[I step onto the stage.]
Leader: And what's your name?
Me: Hi everybody. My name is Matthew, and I'm an addict.
Leader: Really? Well, now, what are-
Me: What are they? I just got over a coke addiction. Really a My Coke Rewards addiction. I desperately saved rewards points hoping to get the big prizes.
Only it was a scam. I'd save up almost enough, only to find they'd made them cost more. I'd beg friends and family members for their codes. I'd dig them out of the trash. Sometimes I went so far as actually drinking Coke!
[The audience gasps in horror.]
Well, I finally kicked the habit. Or, really, they cancelled my account because I hadn't logged in often enough.

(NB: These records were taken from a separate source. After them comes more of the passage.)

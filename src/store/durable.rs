//! ACID-durable word storage backed by redb.
//!
//! Records are stored as JSON under their id in a single `words` table.

use std::path::Path;
use std::sync::Arc;

use redb::{Database, ReadableTable, ReadableTableMetadata, TableDefinition};

use crate::error::StoreError;
use crate::lexicon::WordRecord;
use crate::store::{StoreResult, WordStore};

/// Word id → JSON-encoded [`WordRecord`].
const WORDS_TABLE: TableDefinition<&str, &[u8]> = TableDefinition::new("words");

/// Database file name inside the data directory.
pub const DB_FILE: &str = "eshakap.redb";

/// ACID-durable store using redb.
///
/// All writes go through transactions. Reads use MVCC snapshots.
pub struct DurableStore {
    db: Arc<Database>,
}

fn redb_err<E: std::fmt::Display>(op: &'static str) -> impl FnOnce(E) -> StoreError {
    move |e| StoreError::Redb {
        message: format!("{op} failed: {e}"),
    }
}

impl DurableStore {
    /// Open or create a durable store in the given directory.
    pub fn open(data_dir: &Path) -> StoreResult<Self> {
        std::fs::create_dir_all(data_dir).map_err(|e| StoreError::Io { source: e })?;
        let db_path = data_dir.join(DB_FILE);
        let db = Database::create(&db_path).map_err(|e| StoreError::Redb {
            message: format!("failed to open redb at {}: {e}", db_path.display()),
        })?;

        // Create the table up front so read transactions never see it missing.
        let txn = db.begin_write().map_err(redb_err("begin_write"))?;
        txn.open_table(WORDS_TABLE).map_err(redb_err("open_table"))?;
        txn.commit().map_err(redb_err("commit"))?;

        tracing::debug!(path = %db_path.display(), "opened word database");
        Ok(Self { db: Arc::new(db) })
    }

    /// Read one record by id. Returns `Ok(None)` if it doesn't exist.
    pub fn get(&self, id: &str) -> StoreResult<Option<WordRecord>> {
        let txn = self.db.begin_read().map_err(redb_err("begin_read"))?;
        let table = txn.open_table(WORDS_TABLE).map_err(redb_err("open_table"))?;
        let guard = table.get(id).map_err(redb_err("get"))?;
        guard.map(|value| decode(value.value())).transpose()
    }
}

fn decode(bytes: &[u8]) -> StoreResult<WordRecord> {
    serde_json::from_slice(bytes).map_err(|e| StoreError::Serialization {
        message: e.to_string(),
    })
}

impl WordStore for DurableStore {
    fn all_words(&self) -> StoreResult<Vec<WordRecord>> {
        let txn = self.db.begin_read().map_err(redb_err("begin_read"))?;
        let table = txn.open_table(WORDS_TABLE).map_err(redb_err("open_table"))?;
        let mut words = Vec::new();
        for entry in table.iter().map_err(redb_err("iter"))? {
            let (_, value) = entry.map_err(redb_err("iter"))?;
            words.push(decode(value.value())?);
        }
        Ok(words)
    }

    fn insert(&self, record: &WordRecord) -> StoreResult<()> {
        let bytes = serde_json::to_vec(record).map_err(|e| StoreError::Serialization {
            message: e.to_string(),
        })?;

        let txn = self.db.begin_write().map_err(redb_err("begin_write"))?;
        {
            let mut table = txn.open_table(WORDS_TABLE).map_err(redb_err("open_table"))?;
            let exists = table
                .get(record.id.as_str())
                .map_err(redb_err("get"))?
                .is_some();
            if exists {
                return Err(StoreError::DuplicateId {
                    id: record.id.clone(),
                });
            }
            table
                .insert(record.id.as_str(), bytes.as_slice())
                .map_err(redb_err("insert"))?;
        }
        txn.commit().map_err(redb_err("commit"))?;
        Ok(())
    }

    fn len(&self) -> StoreResult<usize> {
        let txn = self.db.begin_read().map_err(redb_err("begin_read"))?;
        let table = txn.open_table(WORDS_TABLE).map_err(redb_err("open_table"))?;
        let len = table.len().map_err(redb_err("len"))?;
        Ok(len as usize)
    }
}

impl std::fmt::Debug for DurableStore {
    fn fmt(&self, f: &mut std::fmt::Formatter<'_>) -> std::fmt::Result {
        f.debug_struct("DurableStore").finish()
    }
}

|I just threw all of these away. It hurt.|
|This circle should be all blue.|
Insulting a stranger through the safety of the internet is the lowest form of cowardice. I'm not sure if you got this way because of the sexual abuse you suffered at the hands of your parents or the men who pay you for sex, but it reflects badly on your character. Whatever the cause, you are no longer worth my time.Audience: That's hysterical, and I bet it shuts them up, too!
Me: I'm addicted to not finishing my novel.
Leader: That's not an addiction.
Me: Well, I've been working on my current novel for a couple of decades. I keep rewriting it because it's awful.
|My last novel|
Me: If you think so.
[I leave the kindergarten auditorium.]
Leader: Okay, back to the school talent show. Next up Mitzi and Craig singing I'm a Little Teapot! Give them a big hand...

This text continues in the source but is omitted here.